No entanto, também esta candidatura não se pronunciou publicamente sobre o imperativo de rever a Lei de Defesa e Segurança Nacional em vigor, imposta pelo governo PSD/CDS à revelia do projeto apresentado pela comissão que ele próprio escolheu; provavelmente, porque evidenciava os problemas do impacto da política austeritária na independência e na coesão nacionais.
E nenhuma das candidaturas prestou a devida atenção aos gravíssimos problemas porque passam os membros das forças policiais.
Quem se candidata pelas vítimas do austeritarismo?
Regresso à questão dos quatro milhões de abstencionistas. Neles se encontram as maiores vítimas das medidas mais odiosas da política austeritária, que a Troika e a direita provocaram, mas a esquerda tão pouco colocou no centro da sua ação política:
O número de processos executivos ordenados pelas Finanças tem vindo a aumentar desde 2011, passando de 927 mil neste ano para 2,07 milhões do ano em 2013 e 2,5 milhões em 2014. Por comparação, em 2005 apenas foram emitidas 59 mil ordens. Envolvendo salários, contas bancárias, residências familiares, empresas e os seus equipamentos, cônjuges e fiadores, reversões, penhoras e vendas em hasta pública, coimas brutais e expropriações em massa. Mas o Fisco só consegue arrecadar 15,9% das dívidas que avançaram para a fase de cobrança coerciva. Porque os bancos são credores prioritários e recebem o que as finanças cobraram e porque a ruina das PME e dos seus sócios é muitas vezes total. Em consequência, 122.000 famílias  foram espoliadas das suas casas. Falhanço e impiedade social, eis o perfil amoral do governo anterior.

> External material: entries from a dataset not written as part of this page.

//! List structure repair

use block_html::{NodeId, Tree};

use crate::filter::{FilterContext, NodeFilter, element_children, prev_element_sibling};

fn is_list(tree: &Tree, node: NodeId) -> bool {
    tree.is_tag(node, "ol") || tree.is_tag(node, "ul")
}

/// Text directly inside `node`, ignoring its elements.
fn shallow_text(tree: &Tree, node: NodeId) -> String {
    tree.children(node)
        .into_iter()
        .filter_map(|child| tree.text(child).map(str::to_string))
        .collect()
}

/// Merges and flattens lists.
///
/// - A single-item list directly after a list of the same kind joins it.
/// - A nested list alone in an otherwise empty item moves into the previous
///   item, or out in front of its parent list when there is none.
/// - A list directly inside another list moves into the previous item, or
///   is unwrapped.
#[derive(Debug, Default)]
pub struct ListReducer;

impl NodeFilter for ListReducer {
    fn name(&self) -> &'static str {
        "list"
    }

    fn apply(&self, tree: &mut Tree, node: NodeId, _context: &FilterContext<'_>) {
        if !is_list(tree, node) {
            return;
        }

        if let Some(prev) = prev_element_sibling(tree, node) {
            if tree.tag_name(prev) == tree.tag_name(node) && element_children(tree, node).len() == 1 {
                tree.move_children(node, prev);
                tree.remove(node);
                return;
            }
        }

        let Some(parent) = tree.parent(node) else {
            return;
        };

        if tree.is_tag(parent, "li")
            && element_children(tree, parent).len() == 1
            && shallow_text(tree, parent).trim().is_empty()
        {
            let parent_list = tree.parent(parent);
            match prev_element_sibling(tree, parent) {
                Some(prev_item) => {
                    tree.append(prev_item, node);
                    tree.remove(parent);
                }
                None => {
                    if let Some(parent_list) = parent_list {
                        tree.insert_before(parent_list, node);
                    }
                }
            }
        }

        if is_list(tree, parent) {
            match prev_element_sibling(tree, node) {
                Some(prev_item) => tree.append(prev_item, node),
                None => tree.unwrap(node),
            }
        }
    }
}

#[cfg(test)]
mod tests {
    use super::*;
    use crate::filters::tests::run;
    use pretty_assertions::assert_eq;

    #[test]
    fn test_merges_adjacent_single_item_lists() {
        assert_eq!(
            run(&ListReducer, "<ul><li>One</li></ul><ul><li>Two</li></ul>"),
            "<ul><li>One</li><li>Two</li></ul>"
        );
    }

    #[test]
    fn test_different_kinds_stay_apart() {
        let html = "<ul><li>One</li></ul><ol><li>Two</li></ol>";
        assert_eq!(run(&ListReducer, html), html);
    }

    #[test]
    fn test_nested_list_in_empty_item_joins_previous_item() {
        assert_eq!(
            run(&ListReducer, "<ul><li>One</li><li><ul><li>Sub</li></ul></li></ul>"),
            "<ul><li>One<ul><li>Sub</li></ul></li></ul>"
        );
    }

    #[test]
    fn test_list_directly_in_list_moves_into_item() {
        assert_eq!(
            run(&ListReducer, "<ul><li>One</li><ul><li>Sub</li></ul></ul>"),
            "<ul><li>One<ul><li>Sub</li></ul></li></ul>"
        );
    }
}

Paira sobre a campanha presidencial a indiferença dos candidatos Marcelo e Maria de Belém perante estes problemas, que a propaganda da direita considera pertencerem ao domínio do governo e classifica como demagogia política: nem uma palavra de compaixão ou promessa de ação política, no exercício dos poderes formais e informais que a Constituição reconhece ao futuro presidente!
Ao contrário, estas questões, a pobreza, tal como o Serviço Nacional de Saúde e a valorização da Escola Pública, têm constituído temas centrais das conferências e debates promovidos pela candidatura de Sampaio da Nóvoa; mas sem que o seu discurso assuma a dimensão concreta do compromisso de intervenção política constitucional, quaisquer que sejam os governos do seu mandato presidencial.

Se assim continuar a campanha, o futuro presidente será referendado e não eleito, e, mesmo sem a força moral do voto da maioria dos eleitores portugueses, terá a força política suficiente para que o risco de golpe presidencial se agigante no horizonte da crise austeritária, que é de toda a Europa e virá.